_PROBLEM TO WORK ON:_ Below are the records. How many of their lines contain "that"? Give only the number.

** Opening INPUT FOR THIS TASK block **

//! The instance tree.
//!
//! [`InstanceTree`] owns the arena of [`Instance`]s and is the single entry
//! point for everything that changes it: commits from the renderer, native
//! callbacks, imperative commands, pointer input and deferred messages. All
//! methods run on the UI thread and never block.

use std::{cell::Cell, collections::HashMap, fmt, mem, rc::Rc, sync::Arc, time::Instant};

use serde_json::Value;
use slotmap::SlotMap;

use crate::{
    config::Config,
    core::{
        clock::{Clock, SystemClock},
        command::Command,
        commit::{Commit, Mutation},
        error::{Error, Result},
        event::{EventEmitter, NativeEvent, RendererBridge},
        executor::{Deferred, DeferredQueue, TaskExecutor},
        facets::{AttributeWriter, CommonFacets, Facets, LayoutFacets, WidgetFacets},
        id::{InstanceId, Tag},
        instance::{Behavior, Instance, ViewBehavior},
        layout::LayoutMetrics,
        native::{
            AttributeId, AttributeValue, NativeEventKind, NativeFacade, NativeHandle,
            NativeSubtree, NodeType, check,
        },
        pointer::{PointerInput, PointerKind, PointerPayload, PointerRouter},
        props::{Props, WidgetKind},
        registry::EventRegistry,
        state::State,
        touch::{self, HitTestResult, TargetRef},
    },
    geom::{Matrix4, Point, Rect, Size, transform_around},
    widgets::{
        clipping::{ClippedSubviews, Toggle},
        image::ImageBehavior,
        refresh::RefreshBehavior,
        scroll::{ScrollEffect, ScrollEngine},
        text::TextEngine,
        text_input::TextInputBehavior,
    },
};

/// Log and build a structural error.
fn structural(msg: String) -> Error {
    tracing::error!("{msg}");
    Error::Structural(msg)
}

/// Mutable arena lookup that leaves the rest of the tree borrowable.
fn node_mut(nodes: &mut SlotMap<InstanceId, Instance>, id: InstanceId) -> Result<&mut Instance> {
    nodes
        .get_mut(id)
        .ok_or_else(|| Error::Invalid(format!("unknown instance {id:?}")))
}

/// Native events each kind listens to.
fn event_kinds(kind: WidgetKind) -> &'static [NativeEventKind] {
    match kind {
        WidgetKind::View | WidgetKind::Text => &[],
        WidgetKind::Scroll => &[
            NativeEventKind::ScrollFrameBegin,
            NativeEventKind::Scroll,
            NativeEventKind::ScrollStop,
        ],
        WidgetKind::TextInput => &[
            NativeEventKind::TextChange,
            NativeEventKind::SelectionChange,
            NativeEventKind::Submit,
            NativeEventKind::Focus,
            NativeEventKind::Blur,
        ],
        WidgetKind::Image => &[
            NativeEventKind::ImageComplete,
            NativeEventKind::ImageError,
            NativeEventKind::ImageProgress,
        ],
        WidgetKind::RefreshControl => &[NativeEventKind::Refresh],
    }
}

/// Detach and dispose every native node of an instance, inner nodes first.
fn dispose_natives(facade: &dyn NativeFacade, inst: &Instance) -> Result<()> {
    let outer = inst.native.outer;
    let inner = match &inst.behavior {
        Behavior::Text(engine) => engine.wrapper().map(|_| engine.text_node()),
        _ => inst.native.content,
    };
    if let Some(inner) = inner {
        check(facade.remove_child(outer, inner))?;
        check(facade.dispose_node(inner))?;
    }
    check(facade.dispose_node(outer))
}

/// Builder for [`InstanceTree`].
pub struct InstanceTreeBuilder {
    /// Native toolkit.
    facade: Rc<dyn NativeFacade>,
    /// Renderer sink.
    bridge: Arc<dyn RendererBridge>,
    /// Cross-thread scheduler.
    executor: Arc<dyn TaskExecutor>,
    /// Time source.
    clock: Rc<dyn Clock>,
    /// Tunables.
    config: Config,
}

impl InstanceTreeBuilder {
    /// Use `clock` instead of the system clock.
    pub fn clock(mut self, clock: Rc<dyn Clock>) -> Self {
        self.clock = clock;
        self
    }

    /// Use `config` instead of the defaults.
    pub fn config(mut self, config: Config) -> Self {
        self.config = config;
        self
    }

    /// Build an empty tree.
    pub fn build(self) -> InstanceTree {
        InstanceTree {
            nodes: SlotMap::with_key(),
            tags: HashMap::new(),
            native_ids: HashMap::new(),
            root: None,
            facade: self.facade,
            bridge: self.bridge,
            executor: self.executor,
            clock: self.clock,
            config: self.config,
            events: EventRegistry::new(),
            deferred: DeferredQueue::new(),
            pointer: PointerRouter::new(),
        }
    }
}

** Closing INPUT FOR THIS TASK block **

_RESPONSE BOX:_ 2